Average Performance (Sept. 13, 2018)

Fig1

Setup

This project has been tested on:

  • Ubuntu 16.
  • CUDA 9.1, CudNN 7.
  • Python 2.7 + Virtual Env.
  • Titan X, Titan XP.
  • PyTorch 0.4

We recommend installing Anaconda with Python 2.7 and Virtual Env.

Depending on the experiment being run, you may need up to 12 GBs of GPU memory. A single GPU suffices to run all the experiments.

Setting up the Environment

The setup script creates a workspace folder within which all the subsequent project files will be put. To get started, you must first run the setup script.

> cd <root_folder>
> python setup/setup.py

The setup script will create a virtual environment at workspace/env and will install the required packages from requirements.txt. After a successful setup, you can activate the environment using:

source workspace/env/bin/activate

You must run all the scripts within the generated environment.

Visualization

In this project we use visdom for visualization mid-training. We use seaborn to generate the figures in the paper. I wrote this code assuming that visdom is available for visualization at first. I then rewrote the code to make it functional without visdom as well. However, some parts of the code may still require visdom to be accessible. To be on the safe side, I recommend having visdom in the background just in case until I make sure the entire project would function correctly without visdom as well. (pull request to resolve this issue are welcomed!)
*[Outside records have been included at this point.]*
//! The pipe-backed [`SignalFlag`] and the errors that can come out of creating one.
//!
//! [`SignalFlag`]: struct.SignalFlag.html

use std::fmt;
use std::io;
use std::os::fd::{AsFd, AsRawFd, BorrowedFd, OwnedFd, RawFd};
use std::sync::Mutex;
use std::time::{Duration, Instant};

use thiserror::Error;
use tracing::{debug, trace, warn};

use crate::{sys, util};

/// A set/clear flag that threads can wait on, backed by a pipe and `poll(2)`.
///
/// The flag is "set" whenever the pipe has unread data in it and "clear" when it's empty. Setting
/// it writes one byte (if one isn't already there), clearing it drains the pipe, and waiting on it
/// asks the kernel to wake the thread when the read end becomes readable. Because the timeout is
/// handed to `poll`, which measures it with the kernel's own timer, a timed wait is not thrown off
/// when somebody changes the system clock or NTP slews it.
///
/// Like a `SignalEvent` with `SignalKind::Manual`, a `SignalFlag` stays set until it is explicitly
/// cleared, so every waiter is released at once and `wait` never consumes the signal.
///
/// Mutations (`signal` and `clear`) are serialized with an internal lock. Queries (`is_signaled`
/// and `wait`) only poll the pipe and never take the lock.
///
/// Both ends of the pipe are closed when the `SignalFlag` is dropped.
///
/// # Example
///
/// ```
/// use pipeflag::SignalFlag;
/// use std::sync::Arc;
/// use std::thread;
/// use std::time::Duration;
///
/// let ready = Arc::new(SignalFlag::new().unwrap());
///
/// let worker = {
///     let ready = ready.clone();
///     thread::spawn(move || {
///         thread::sleep(Duration::from_millis(50));
///         println!("worker finished!");
///         ready.signal();
///     })
/// };
///
/// // the clock could be moved backwards in the meantime and this would still time out on schedule
/// assert!(ready.wait(Some(Duration::from_secs(5))));
/// worker.join().unwrap();
///
/// // waiting doesn't reset the flag
/// assert!(ready.is_signaled());
/// ready.clear();
/// assert!(!ready.is_signaled());
/// ```
pub struct SignalFlag {
    read: OwnedFd,
    // the lock guards the whole check-then-write in `signal` and the drain in `clear`, not just
    // the descriptor
    write: Mutex<OwnedFd>,
}

/// The errors that can be returned when creating a [`SignalFlag`].
///
/// Every variant means the OS couldn't hand out or configure the pipe, usually because the process
/// ran out of file descriptors. Whatever part of the pipe had been opened is closed again before
/// the error is returned.
///
/// [`SignalFlag`]: struct.SignalFlag.html
#[derive(Debug, Error)]
pub enum FlagError {
    /// The pipe itself couldn't be created.
    #[error("failed to create pipe")]
    CreatePipe(#[source] io::Error),
    /// The read end couldn't be switched to non-blocking mode.
    #[error("failed to make pipe non-blocking")]
    NonBlocking(#[source] io::Error),
    /// One of the ends couldn't be marked close-on-exec. Only possible on targets without `pipe2`,
    /// where this takes a separate call after the pipe is opened.
    #[error("failed to set close-on-exec on pipe")]
    CloseOnExec(#[source] io::Error),
}

impl FlagError {
    /// Returns the OS error code behind this error, if there was one.
    pub fn raw_os_error(&self) -> Option<i32> {
        match self {
            FlagError::CreatePipe(err) | FlagError::NonBlocking(err) | FlagError::CloseOnExec(err) => {
                err.raw_os_error()
            }
        }
    }
}

impl SignalFlag {
    /// Creates a new `SignalFlag` that starts out clear.
    ///
    /// # Errors
    ///
    /// Returns a `FlagError` if the pipe couldn't be created or configured. See [`FlagError`] for
    /// details.
    ///
    /// [`FlagError`]: enum.FlagError.html
    pub fn new() -> Result<SignalFlag, FlagError> {
        let (read, write) = sys::pipe().map_err(|err| FlagError::CreatePipe(err.into()))?;

        // from here on, any early return drops (and closes) both ends
        sys::set_nonblocking(read.as_fd()).map_err(|err| FlagError::NonBlocking(err.into()))?;

        #[cfg(not(any(
            target_os = "linux",
            target_os = "android",
            target_os = "freebsd",
            target_os = "netbsd",
            target_os = "openbsd",
            target_os = "dragonfly",
            target_os = "illumos",
            target_os = "solaris"
        )))]
        {
            sys::set_cloexec(read.as_fd()).map_err(|err| FlagError::CloseOnExec(err.into()))?;
            sys::set_cloexec(write.as_fd()).map_err(|err| FlagError::CloseOnExec(err.into()))?;
        }

        debug!(
            "pipeflag.created read_fd={} write_fd={}",
            read.as_raw_fd(),
            write.as_raw_fd()
        );

        Ok(SignalFlag {
            read,
            write: Mutex::new(write),
        })
    }

    /// Creates a new `SignalFlag` with the given starting state.
    ///
    /// If `init_state` is `true`, the flag starts out set, so that threads that wait on it will
    /// immediately unblock until `clear` is called.
    ///
    /// # Errors
    ///
    /// Same as [`new`].
    ///
    /// [`new`]: #method.new
    pub fn with_state(init_state: bool) -> Result<SignalFlag, FlagError> {
        let flag = SignalFlag::new()?;
        if init_state {
            flag.signal();
        }
        Ok(flag)
    }

    /// Sets the flag, waking every thread currently waiting on it.
    ///
    /// If the flag is already set, this does nothing, so calling it repeatedly without clearing
    /// never piles up data in the pipe. This never blocks.
    pub fn signal(&self) {
        let write = util::guts(self.write.lock());

        // re-check under the lock so two racing signals can't both write
        if self.is_signaled() {
            return;
        }

        if let Err(err) = sys::write_marker(write.as_fd()) {
            // with at most one byte ever in the pipe, the only way here is a broken descriptor
            warn!("pipeflag.signal_failed error={}", err);
        }
    }

    /// Clears the flag, so that threads that wait on it will block again.
    ///
    /// Clearing an already-clear flag does nothing. This never blocks, and never fails: if the pipe
    /// can't be drained, the flag may read as still set until the next `clear`.
    #[doc(alias = "reset")]
    pub fn clear(&self) {
        let _write = util::guts(self.write.lock());
        sys::drain(self.read.as_fd());
    }

    /// Returns whether the flag is currently set.
    ///
    /// This is the same as `wait(Some(Duration::ZERO))`: it polls the pipe without blocking and
    /// without changing its state.
    #[doc(alias = "is_set")]
    #[doc(alias = "isSet")]
    pub fn is_signaled(&self) -> bool {
        self.wait(Some(Duration::ZERO))
    }

    /// Blocks this thread until the flag is set, or until the timeout elapses.
    ///
    /// * `None` waits for as long as it takes.
    /// * `Some(Duration::ZERO)` just checks the flag and returns immediately.
    /// * Anything else waits for at least the given time (give or take a millisecond, since the
    ///   timeout is rounded up to whole milliseconds) before giving up.
    ///
    /// Returns `true` if the flag was set within the timeout, and `false` if it wasn't. The flag
    /// isn't changed by waiting on it, so once it's set every call to `wait` returns `true` until
    /// someone calls `clear`.
    ///
    /// If `poll` is interrupted by a signal handler, the wait resumes with whatever time is left.
    /// Any other error from `poll` is logged and reported as a timeout.
    pub fn wait(&self, timeout: Option<Duration>) -> bool {
        let begin = Instant::now();

        loop {
            let remaining = timeout.map(|t| t.saturating_sub(begin.elapsed()));

            match sys::poll_readable(self.read.as_fd(), remaining) {
                Ok(true) => return true,
                // a clamped poll ran out but there's still time on the clock
                Ok(false) if remaining.map_or(true, |r| r > util::MAX_POLL) => {}
                Ok(false) => return false,
                Err(err) if err == rustix::io::Errno::INTR => {
                    trace!("pipeflag.wait_interrupted");
                }
                Err(err) => {
                    warn!("pipeflag.wait_failed error={}", err);
                    return false;
                }
            }
        }
    }

    /// Blocks this thread until the flag is set, or until the given number of seconds elapses.
    ///
    /// This is `wait` for callers that carry their timeouts around as floating-point seconds.
    /// Negative values (and NaN) are treated as zero, so they check the flag without blocking.
    /// `f64::INFINITY` waits for as long as it takes.
    ///
    /// ```
    /// # let flag = pipeflag::SignalFlag::new().unwrap();
    /// // a deadline that already passed is just a poll
    /// assert!(!flag.wait_secs(-1.0));
    /// flag.signal();
    /// assert!(flag.wait_secs(f64::INFINITY));
    /// ```
    pub fn wait_secs(&self, secs: f64) -> bool {
        self.wait(util::secs_to_timeout(secs))
    }
}

/// Borrows the read end of the pipe, which is readable exactly when the flag is set.
///
/// This lets a `SignalFlag` sit in somebody else's `poll`/`epoll` set alongside other descriptors.
/// Only ever poll it: reading from it clears the flag behind the lock's back, and closing it breaks
/// the flag.
impl AsFd for SignalFlag {
    fn as_fd(&self) -> BorrowedFd<'_> {
        self.read.as_fd()
    }
}

impl AsRawFd for SignalFlag {
    fn as_raw_fd(&self) -> RawFd {
        self.read.as_raw_fd()
    }
}

impl fmt::Debug for SignalFlag {
    fn fmt(&self, f: &mut fmt::Formatter<'_>) -> fmt::Result {
        f.debug_struct("SignalFlag")
            .field("read_fd", &self.read.as_raw_fd())
            .field("signaled", &self.is_signaled())
            .finish()
    }
}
In a new terminal tab run this:

> cd <root_folder>
> bash launch_visdom.sh

If you execute the code on a remote server, but you want to run visdom on your local machine, you can do a remote (reverse) port forwarding for port 8097 to your machine with SSH like this:

# Run this from the local machine to connect to the remote machine which will execute the scripts.
ssh -R 8097:localhost:8097 user@remote-machine

With this you can have a single visdom running locally, but having multiple machines reporting to the same visdom.

References

  1. D. Hendrycks and K. Gimpel, “A Baseline for Detecting Misclassified and Out-of-Distribution Examples in Neural Networks,” ICLR, 2017.
  2. Y. Gal and Z. Ghahramani, “Dropout as a Bayesian Approximation: Representing Model Uncertainty in Deep Learning,” in ICML, 2016.
  3. S. Liang, Y. Li, and R. Srikant, “Enhancing The Reliability of Out-of-distribution Image Detection in Neural Networks,” ICLR, 2018.
  4. B. Lakshminarayanan, A. Pritzel, and C. Blundell, “Simple and Scalable Predictive Uncertainty Estimation using Deep Ensembles,” in NIPS, 2017.
  5. T. Salimans, A. Karpathy, X. Chen, and D. P. Kingma, “Pixelcnn++: Improving the pixelcnn with discretized logistic mixture likelihood and other modifications,” ICLR, 2017.
  6. A. Bendale and T. E. Boult, “Towards Open Set Deep Networks,” in CVPR, 2016.